- [WORK ORDER]
Among the records below, find the lines that contain "variants" and copy each of them.

- [STUDY MATERIAL]
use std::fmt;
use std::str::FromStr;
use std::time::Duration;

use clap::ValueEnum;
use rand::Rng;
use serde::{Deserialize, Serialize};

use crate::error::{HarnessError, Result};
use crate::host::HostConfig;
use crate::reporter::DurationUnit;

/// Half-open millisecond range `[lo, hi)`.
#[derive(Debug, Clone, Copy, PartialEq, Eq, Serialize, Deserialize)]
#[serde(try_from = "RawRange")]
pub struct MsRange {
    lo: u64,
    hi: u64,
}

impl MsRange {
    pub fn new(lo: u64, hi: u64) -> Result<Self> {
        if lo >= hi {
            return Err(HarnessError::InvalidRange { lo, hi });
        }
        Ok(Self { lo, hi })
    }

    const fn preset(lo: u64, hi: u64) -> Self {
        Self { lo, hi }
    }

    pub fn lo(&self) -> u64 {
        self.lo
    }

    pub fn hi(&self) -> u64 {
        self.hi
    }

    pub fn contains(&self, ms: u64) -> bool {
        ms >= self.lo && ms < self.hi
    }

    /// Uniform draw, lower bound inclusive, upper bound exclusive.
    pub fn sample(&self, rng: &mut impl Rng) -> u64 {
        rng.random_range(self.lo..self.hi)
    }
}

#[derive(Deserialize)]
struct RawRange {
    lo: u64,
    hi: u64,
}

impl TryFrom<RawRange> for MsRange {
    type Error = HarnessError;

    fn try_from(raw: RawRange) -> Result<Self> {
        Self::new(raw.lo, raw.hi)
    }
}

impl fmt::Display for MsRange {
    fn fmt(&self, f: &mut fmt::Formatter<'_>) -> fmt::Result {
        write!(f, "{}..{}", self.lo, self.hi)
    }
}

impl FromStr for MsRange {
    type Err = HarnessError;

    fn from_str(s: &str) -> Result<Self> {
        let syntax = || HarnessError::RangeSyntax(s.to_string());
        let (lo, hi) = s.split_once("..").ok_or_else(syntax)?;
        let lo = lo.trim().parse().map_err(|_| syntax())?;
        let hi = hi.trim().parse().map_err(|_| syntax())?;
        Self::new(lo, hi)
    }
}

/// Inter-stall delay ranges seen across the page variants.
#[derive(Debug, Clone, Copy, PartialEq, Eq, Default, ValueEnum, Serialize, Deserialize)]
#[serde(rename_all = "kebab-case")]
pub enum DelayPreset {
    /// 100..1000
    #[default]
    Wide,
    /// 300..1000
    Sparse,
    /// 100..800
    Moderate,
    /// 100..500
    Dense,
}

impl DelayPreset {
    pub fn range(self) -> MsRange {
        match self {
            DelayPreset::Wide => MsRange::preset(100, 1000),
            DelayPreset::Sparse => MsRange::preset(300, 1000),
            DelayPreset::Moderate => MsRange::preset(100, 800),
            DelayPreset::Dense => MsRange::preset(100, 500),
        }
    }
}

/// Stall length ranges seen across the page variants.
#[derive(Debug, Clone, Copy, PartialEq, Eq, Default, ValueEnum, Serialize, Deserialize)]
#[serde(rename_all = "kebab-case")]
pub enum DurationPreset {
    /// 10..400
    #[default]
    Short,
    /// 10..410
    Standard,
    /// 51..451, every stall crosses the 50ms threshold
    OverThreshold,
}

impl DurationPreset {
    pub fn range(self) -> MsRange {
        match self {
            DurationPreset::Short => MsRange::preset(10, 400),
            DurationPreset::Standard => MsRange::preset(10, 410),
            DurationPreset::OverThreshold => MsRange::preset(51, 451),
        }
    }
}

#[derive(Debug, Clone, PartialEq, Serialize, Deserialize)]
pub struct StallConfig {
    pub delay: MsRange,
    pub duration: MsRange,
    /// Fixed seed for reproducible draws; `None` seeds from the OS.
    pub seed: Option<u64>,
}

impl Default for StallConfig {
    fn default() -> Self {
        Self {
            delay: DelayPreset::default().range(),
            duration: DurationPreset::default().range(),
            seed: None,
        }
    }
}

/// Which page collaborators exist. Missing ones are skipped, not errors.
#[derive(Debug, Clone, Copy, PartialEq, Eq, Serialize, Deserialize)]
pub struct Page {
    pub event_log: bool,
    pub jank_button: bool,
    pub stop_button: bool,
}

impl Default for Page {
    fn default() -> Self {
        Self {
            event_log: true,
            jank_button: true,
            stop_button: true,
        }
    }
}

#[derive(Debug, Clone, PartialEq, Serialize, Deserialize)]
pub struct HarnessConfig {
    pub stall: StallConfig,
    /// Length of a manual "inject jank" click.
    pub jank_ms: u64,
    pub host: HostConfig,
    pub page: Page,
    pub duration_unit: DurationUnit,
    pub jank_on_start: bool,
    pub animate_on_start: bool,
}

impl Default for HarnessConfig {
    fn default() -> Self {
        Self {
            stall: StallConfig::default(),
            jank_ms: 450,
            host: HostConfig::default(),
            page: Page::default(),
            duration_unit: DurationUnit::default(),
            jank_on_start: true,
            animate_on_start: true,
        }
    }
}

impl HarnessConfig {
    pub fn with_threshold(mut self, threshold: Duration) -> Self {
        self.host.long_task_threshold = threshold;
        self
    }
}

- [FINAL ANSWER]
/// Inter-stall delay ranges seen across the page variants.
/// Stall length ranges seen across the page variants.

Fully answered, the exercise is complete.